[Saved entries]

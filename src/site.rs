//! # Leo's Note
//!
//! The descriptor of the site this repository builds. It is a draft: the
//! copyright line is still a template until
//! [`ConfigBuilder::build`](crate::core::config::ConfigBuilder::build)
//! resolves it.

use crate::model::{
    BlogOptions, BrokenLinkPolicy, DocsOptions, Footer, FooterGroup,
    FooterLink, FooterStyle, I18nConfig, Logo, NavItem, NavPosition, Navbar,
    PluginRef, Preset, PresetOptions, PrismConfig, SiteConfig, ThemeConfig,
    ThemeOptions,
};

const TITLE: &str = "Leo's Note";
const REPOSITORY: &str = "https://github.com/HongThaiPham/hongthaipham.github.io";
const GITHUB: &str = "https://github.com/HongThaiPham";

/// Returns the unresolved site descriptor.
pub fn descriptor() -> SiteConfig {
    SiteConfig {
        title: TITLE.to_string(),
        tagline: "Sharing my insights here and building cool things with code"
            .to_string(),
        favicon: "img/favicon.ico".to_string(),

        url: "https://hongthaipham.github.io".to_string(),
        base_url: "/".to_string(),
        organization_name: "HongThaiPham".to_string(),
        project_name: "hongthaipham.github.io".to_string(),
        trailing_slash: false,
        deployment_branch: "gh-pages".to_string(),

        on_broken_links: BrokenLinkPolicy::Throw,
        on_broken_markdown_links: BrokenLinkPolicy::Warn,

        i18n: I18nConfig::single("en"),

        presets: vec![classic_preset()],
        theme_config: ThemeConfig {
            image: Some("img/docusaurus-social-card.jpg".to_string()),
            navbar: navbar(),
            footer: footer(),
            prism: PrismConfig {
                theme: "github".to_string(),
                dark_theme: "dracula".to_string(),
            },
        },
        plugins: vec![PluginRef::new("./plugins/tailwind-plugin.cjs")],
    }
}

fn classic_preset() -> Preset {
    Preset {
        name: "classic".to_string(),
        options: PresetOptions {
            docs: Some(DocsOptions {
                sidebar_path: Some("./sidebars.ts".to_string()),
                edit_url: Some(format!("{}/blob/main/", REPOSITORY)),
                ..Default::default()
            }),
            blog: Some(BlogOptions {
                show_reading_time: true,
                edit_url: Some(format!("{}/tree/main/", REPOSITORY)),
                ..Default::default()
            }),
            theme: Some(ThemeOptions {
                custom_css: vec!["./src/css/custom.css".to_string()],
            }),
        },
    }
}

fn navbar() -> Navbar {
    Navbar {
        title: Some(TITLE.to_string()),
        logo: Some(Logo {
            alt: format!("{} Logo", TITLE),
            src: "img/logo.svg".to_string(),
        }),
        items: vec![
            NavItem::doc_sidebar(
                "tutorialSidebar",
                "Documents",
                NavPosition::Left,
            ),
            NavItem::route("/blog", "Blog", NavPosition::Left),
            NavItem::external(GITHUB, "GitHub", NavPosition::Right),
        ],
    }
}

fn footer() -> Footer {
    Footer {
        style: FooterStyle::Dark,
        links: vec![
            FooterGroup::new(
                "Docs",
                [FooterLink::to("Documents", "/docs/intro")],
            ),
            FooterGroup::new(
                "Social",
                [
                    FooterLink::href(
                        "Discord",
                        "https://discordapp.com/users/496849090018279464",
                    ),
                    FooterLink::href(
                        "Twitter",
                        "https://twitter.com/leopham_it",
                    ),
                    FooterLink::href(
                        "LinkedIn",
                        "https://www.linkedin.com/in/leo-pham-1208/",
                    ),
                    FooterLink::href("Telegram", "https://t.me/leopham_siro"),
                ],
            ),
            FooterGroup::new(
                "More",
                [
                    FooterLink::to("Blog", "/blog"),
                    FooterLink::href("GitHub", GITHUB),
                ],
            ),
        ],
        copyright: Some(
            "Copyright © {{year}} {{title}}. Built with Docusaurus."
                .to_string(),
        ),
    }
}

• [What the exercise asks]: Filter the records above, keeping each line that contains the word "NavItem".

• [Solution to this problem]:
    FooterLink, FooterStyle, I18nConfig, Logo, NavItem, NavPosition, Navbar,
            NavItem::doc_sidebar(
            NavItem::route("/blog", "Blog", NavPosition::Left),
            NavItem::external(GITHUB, "GitHub", NavPosition::Right),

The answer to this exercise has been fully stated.